[What you should do]: Send back the records in full, character for character.

[Material for this exercise]:
//! Map layout loader.
//!
//! Maps are drawn as rows of terrain glyphs:
//!
//! ```text
//! .  ground      T  tree       t  felled tree
//! ~  water       ^  mountain
//! ```

use std::path::Path;

use serde::{Deserialize, Serialize};
use skirmish_core::{MapDimensions, Position, Race, TerrainKind};

use crate::loaders::{LoadResult, read_file};
use crate::map::MapLayout;

/// Map data structure for RON files.
#[derive(Debug, Clone, Serialize, Deserialize)]
struct MapLayoutRon {
    rows: Vec<String>,
    #[serde(default)]
    warehouses: Vec<(Race, (i32, i32))>,
    #[serde(default)]
    mines: Vec<(i32, i32)>,
}

/// Loader for map layouts from RON files.
pub struct MapLoader;

impl MapLoader {
    pub fn load(path: &Path) -> LoadResult<MapLayout> {
        let content = read_file(path)?;
        Self::parse(&content).map_err(|e| anyhow::anyhow!("Invalid map {}: {}", path.display(), e))
    }

    pub fn parse(content: &str) -> LoadResult<MapLayout> {
        let data: MapLayoutRon = ron::from_str(content)
            .map_err(|e| anyhow::anyhow!("Failed to parse map RON: {}", e))?;
        let layout = Self::from_rows(&data.rows, data.warehouses)?;

        let mines: Vec<Position> = data
            .mines
            .into_iter()
            .map(|(x, y)| Position::new(x, y))
            .collect();
        for mine in &mines {
            anyhow::ensure!(
                layout.terrain(*mine).is_some(),
                "gold mine at {} is off the map",
                mine
            );
        }
        Ok(layout.with_mines(mines))
    }

    /// Builds a layout from glyph rows.
    ///
    /// Rows must be non-empty and equally long, and each warehouse must stand
    /// on a passable tile.
    pub fn from_rows<S: AsRef<str>>(
        rows: &[S],
        warehouses: Vec<(Race, (i32, i32))>,
    ) -> LoadResult<MapLayout> {
        let width = rows.first().map_or(0, |row| row.as_ref().chars().count());
        anyhow::ensure!(width > 0, "map has no tiles");

        let mut tiles = Vec::with_capacity(width * rows.len());
        for (y, row) in rows.iter().enumerate() {
            let row = row.as_ref();
            anyhow::ensure!(
                row.chars().count() == width,
                "row {} is {} tiles wide, expected {}",
                y,
                row.chars().count(),
                width
            );
            for (x, glyph) in row.chars().enumerate() {
                let terrain = TerrainKind::from_glyph(glyph).ok_or_else(|| {
                    anyhow::anyhow!("unknown terrain glyph '{}' at ({}, {})", glyph, x, y)
                })?;
                tiles.push(terrain);
            }
        }

        let dimensions = MapDimensions::new(width as u32, rows.len() as u32);
        let warehouses: Vec<(Race, Position)> = warehouses
            .into_iter()
            .map(|(race, (x, y))| (race, Position::new(x, y)))
            .collect();

        let layout = MapLayout::new(dimensions, tiles, warehouses)
            .ok_or_else(|| anyhow::anyhow!("map tiles do not match its dimensions"))?;

        for (race, tile) in layout.warehouses() {
            let terrain = layout
                .terrain(*tile)
                .ok_or_else(|| anyhow::anyhow!("{} warehouse at {} is off the map", race, tile))?;
            anyhow::ensure!(
                terrain.is_passable(),
                "{} warehouse at {} stands on {:?}",
                race,
                tile,
                terrain
            );
        }

        Ok(layout)
    }
}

[Answer to the exercise]:
//! Map layout loader.
//!
//! Maps are drawn as rows of terrain glyphs:
//!
//! ```text
//! .  ground      T  tree       t  felled tree
//! ~  water       ^  mountain
//! ```

use std::path::Path;

use serde::{Deserialize, Serialize};
use skirmish_core::{MapDimensions, Position, Race, TerrainKind};

use crate::loaders::{LoadResult, read_file};
use crate::map::MapLayout;

/// Map data structure for RON files.
#[derive(Debug, Clone, Serialize, Deserialize)]
struct MapLayoutRon {
    rows: Vec<String>,
    #[serde(default)]
    warehouses: Vec<(Race, (i32, i32))>,
    #[serde(default)]
    mines: Vec<(i32, i32)>,
}

/// Loader for map layouts from RON files.
pub struct MapLoader;

impl MapLoader {
    pub fn load(path: &Path) -> LoadResult<MapLayout> {
        let content = read_file(path)?;
        Self::parse(&content).map_err(|e| anyhow::anyhow!("Invalid map {}: {}", path.display(), e))
    }

    pub fn parse(content: &str) -> LoadResult<MapLayout> {
        let data: MapLayoutRon = ron::from_str(content)
            .map_err(|e| anyhow::anyhow!("Failed to parse map RON: {}", e))?;
        let layout = Self::from_rows(&data.rows, data.warehouses)?;

        let mines: Vec<Position> = data
            .mines
            .into_iter()
            .map(|(x, y)| Position::new(x, y))
            .collect();
        for mine in &mines {
            anyhow::ensure!(
                layout.terrain(*mine).is_some(),
                "gold mine at {} is off the map",
                mine
            );
        }
        Ok(layout.with_mines(mines))
    }

    /// Builds a layout from glyph rows.
    ///
    /// Rows must be non-empty and equally long, and each warehouse must stand
    /// on a passable tile.
    pub fn from_rows<S: AsRef<str>>(
        rows: &[S],
        warehouses: Vec<(Race, (i32, i32))>,
    ) -> LoadResult<MapLayout> {
        let width = rows.first().map_or(0, |row| row.as_ref().chars().count());
        anyhow::ensure!(width > 0, "map has no tiles");

        let mut tiles = Vec::with_capacity(width * rows.len());
        for (y, row) in rows.iter().enumerate() {
            let row = row.as_ref();
            anyhow::ensure!(
                row.chars().count() == width,
                "row {} is {} tiles wide, expected {}",
                y,
                row.chars().count(),
                width
            );
            for (x, glyph) in row.chars().enumerate() {
                let terrain = TerrainKind::from_glyph(glyph).ok_or_else(|| {
                    anyhow::anyhow!("unknown terrain glyph '{}' at ({}, {})", glyph, x, y)
                })?;
                tiles.push(terrain);
            }
        }

        let dimensions = MapDimensions::new(width as u32, rows.len() as u32);
        let warehouses: Vec<(Race, Position)> = warehouses
            .into_iter()
            .map(|(race, (x, y))| (race, Position::new(x, y)))
            .collect();

        let layout = MapLayout::new(dimensions, tiles, warehouses)
            .ok_or_else(|| anyhow::anyhow!("map tiles do not match its dimensions"))?;

        for (race, tile) in layout.warehouses() {
            let terrain = layout
                .terrain(*tile)
                .ok_or_else(|| anyhow::anyhow!("{} warehouse at {} is off the map", race, tile))?;
            anyhow::ensure!(
                terrain.is_passable(),
                "{} warehouse at {} stands on {:?}",
                race,
                tile,
                terrain
            );
        }

        Ok(layout)
    }
}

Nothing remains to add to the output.